Carolina West Wireless, Inc., a mobile wireless carrier providing service predominantly in rural areas of North Carolina, asked the FCC to modify the definition of “covered provider” so that the lines served by non-controlling minority owners are not counted toward the 100,000 line threshold. It argued that the inclusion of entities that own more than 10 percent of a provider unnecessarily reduces eligibility for the 100,000 line de minimis exception, and thereby imposes a highly burdensome requirement on small providers with no countervailing public interest benefit. Carolina Wireless said it serves fewer than 100,000 customer lines, but believes that it would be considered a covered carrier because one or more of its minority investors provide long-distance service and make the initial call path decision for enough customer lines such that, in the aggregate, it and its “affiliates” would exceed the 100,000 line de minimis threshold.

 

Sprint Corporation asked the FCC to: (1) reconsider its decision to use the required call completion reports as the basis for subsequent enforcement action; (2) make the Rural ILEC (RLEC) call completion surveys available for thorough independent review; and (3) re-evaluate the cost/benefit ratio of the new rules.

 

With respect to use of call completion reports as the basis for subsequent enforcement action, Sprint argued that the FCC has provided no guidance as to what behaviors it considers unreasonable, or what performance results are actionable and could therefore trigger an enforcement action.
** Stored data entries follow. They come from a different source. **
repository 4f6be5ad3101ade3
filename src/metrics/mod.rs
//! Prometheus metrics for notification generation.
//!
//! - Generation outcomes (template, fallback, error)
//! - Generation latency
//! - Template store failures

mod helpers;

pub use helpers::{encode_metrics, GenerateMetrics, StoreMetrics};

use lazy_static::lazy_static;
use prometheus::{register_histogram, register_int_counter_vec, Histogram, IntCounterVec};

/// Prefix for all metrics
const METRIC_PREFIX: &str = "copylab";

lazy_static! {
    /// Total generation calls by outcome
    pub static ref NOTIFICATIONS_GENERATED_TOTAL: IntCounterVec = register_int_counter_vec!(
        format!("{}_notifications_generated_total", METRIC_PREFIX),
        "Total notifications generated",
        &["outcome"]
    ).unwrap();

    /// Generation latency in seconds
    pub static ref GENERATE_DURATION_SECONDS: Histogram = register_histogram!(
        format!("{}_generate_duration_seconds", METRIC_PREFIX),
        "Notification generation latency in seconds",
        vec![0.001, 0.005, 0.01, 0.025, 0.05, 0.1, 0.25, 0.5, 1.0, 2.5]
    ).unwrap();

    /// Template store failures by operation
    pub static ref STORE_ERRORS_TOTAL: IntCounterVec = register_int_counter_vec!(
        format!("{}_store_errors_total", METRIC_PREFIX),
        "Total template store errors",
        &["operation"]
    ).unwrap();
}
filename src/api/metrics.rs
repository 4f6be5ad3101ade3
//! Prometheus metrics endpoint.

use axum::{http::StatusCode, response::IntoResponse};

use crate::metrics;

/// GET /metrics - Prometheus metrics endpoint
pub async fn prometheus_metrics() -> impl IntoResponse {
    match metrics::encode_metrics() {
        Ok(output) => (
            StatusCode::OK,
            [(axum::http::header::CONTENT_TYPE, "text/plain; version=0.0.4; charset=utf-8")],
            output,
        ),
        Err(e) => {
            tracing::error!(error = %e, "Failed to encode Prometheus metrics");
            (
                StatusCode::INTERNAL_SERVER_ERROR,
                [(axum::http::header::CONTENT_TYPE, "text/plain")],
                format!("Failed to encode metrics: {}", e),
            )
        }
    }
}
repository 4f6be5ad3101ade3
use axum::Router;
use tower_http::{
    cors::{Any, CorsLayer},
    limit::RequestBodyLimitLayer,
    trace::TraceLayer,
};

use crate::api::api_routes;

use super::AppState;

/// Maximum accepted request body size
const MAX_BODY_BYTES: usize = 64 * 1024;

pub fn create_app(state: AppState) -> Router {
    // CORS configuration
    let cors = CorsLayer::new()
        .allow_origin(Any)
        .allow_methods(Any)
        .allow_headers(Any);

    Router::new()
        .merge(api_routes())
        .layer(RequestBodyLimitLayer::new(MAX_BODY_BYTES))
        .layer(TraceLayer::new_for_http())
        .layer(cors)
        .with_state(state)
}
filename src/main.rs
use anyhow::Result;
use tokio::net::TcpListener;
use tokio::signal;
use tracing_subscriber::{fmt, layer::SubscriberExt, util::SubscriberInitExt, EnvFilter};

use copylab::config::{LogConfig, Settings};
use copylab::server::{create_app, AppState};

#[tokio::main]
async fn main() -> Result<()> {
    // Load configuration
    let settings = Settings::new()?;

    // Initialize tracing
    init_tracing(&settings.log);
    tracing::info!(run_mode = %std::env::var("RUN_MODE").unwrap_or_else(|_| "development".into()), "Configuration loaded");

    // Create application state
    let state = AppState::new(settings.clone());
    tracing::info!(store = state.store.backend_type(), "Application state initialized");

    // Create Axum app
    let app = create_app(state);

    // Start server
    let addr = settings.server_addr();
    let listener = TcpListener::bind(&addr).await?;
    tracing::info!("Server listening on {}", addr);

    // Run server with graceful shutdown
    axum::serve(listener, app)
        .with_graceful_shutdown(shutdown_signal_handler())
        .await?;

    tracing::info!("Server shutdown complete");
    Ok(())
}

fn init_tracing(config: &LogConfig) {
    let env_filter = EnvFilter::try_from_default_env()
        .unwrap_or_else(|_| EnvFilter::new(&config.level));

    let registry = tracing_subscriber::registry().with(env_filter);

    if config.json {
        registry.with(fmt::layer().json()).init();
    } else {
        registry.with(fmt::layer()).init();
    }
}

async fn shutdown_signal_handler() {
    let ctrl_c = async {
        if let Err(e) = signal::ctrl_c().await {
            tracing::error!(error = %e, "Failed to install Ctrl+C handler");
            std::future::pending::<()>().await;
        }
    };

    #[cfg(unix)]
    let terminate = async {
        match signal::unix::signal(signal::unix::SignalKind::terminate()) {
            Ok(mut sig) => {
                sig.recv().await;
            }
            Err(e) => {
                tracing::error!(error = %e, "Failed to install signal handler");
                std::future::pending::<()>().await;
            }
        }
    };

    #[cfg(not(unix))]
    let terminate = std::future::pending::<()>();

    tokio::select! {
        _ = ctrl_c => {
            tracing::info!("Received Ctrl+C, initiating graceful shutdown");
        }
        _ = terminate => {
            tracing::info!("Received terminate signal, initiating graceful shutdown");
        }
    }
}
As such, “[r]aising the specter of enforcement action against long distance carriers (to the exclusion of all other parties) based on the mandated reports is unreasonable and arbitrary given that, in many cases, the cause of an incomplete call cannot be determined based on the mandated report or is attributable to factors outside the carrier’s control.” Accordingly, “imposing the burden of an investigation, and the threat of enforcement action, entirely on long distance carriers, is unwarranted.”

 

The United States Telecom Association and The Independent Telephone & Telecommunications Alliance ask the FCC to reconsider or, in the alternative, grant a waiver from or extend the time to collect and report call attempt data for intraLATA interexchange/toll calls. They state that most ILECs and their affiliated CLECs do not have the capability to collect and report call attempt data for intraLATA interexchange/toll calls that are either carried entirely over the originating LEC’s network (that is, originated and terminated by the same carrier) or handed off by the originating LEC directly to the terminating LEC. They argue that, because these calls do not involve the use of intermediate providers, they do not implicate the concerns articulated by the FCC in its Order. Accordingly, “no reason exists to include call attempt data related to intraLATA interexchange/toll calls in the reports the Commission intends to utilize to ensure that calls are completed in rural areas.” They estimate that to capture call attempt information for intraLATA T A interexchange/toll traffic as required by the FCC’s rules would take at least 18 to 24 months to implement, and possibly longer, and cost the industry in excess of $100 million. They argue that imposing such burdens on covered providers would raise serious issues under the Paperwork Reduction Act, particularly when the information would not aid the FCC’s information collection or otherwise facilitate its ability to address rural call completion problems.

 

Transcom Enhanced Services, Inc. requested reconsideration of the decision to apply the Ringing Signal Integrity rule to intermediate providers that are not common carriers. Specifically, Transcom challenges the FCC’s legal authority to impose on non-common carriers the requirement that intermediate providers return unaltered to providers in the call path any signaling information that indicates that the terminating provider is alerting the called party. It argues that applying the rule to non-common carriers would: outlaw development, deployment and delivery of potentially beneficial and non-harmful enhanced/information service products; prohibit ESPs from performing enhanced/information functions; and impermissibly mandate assumption of a common carrier duty.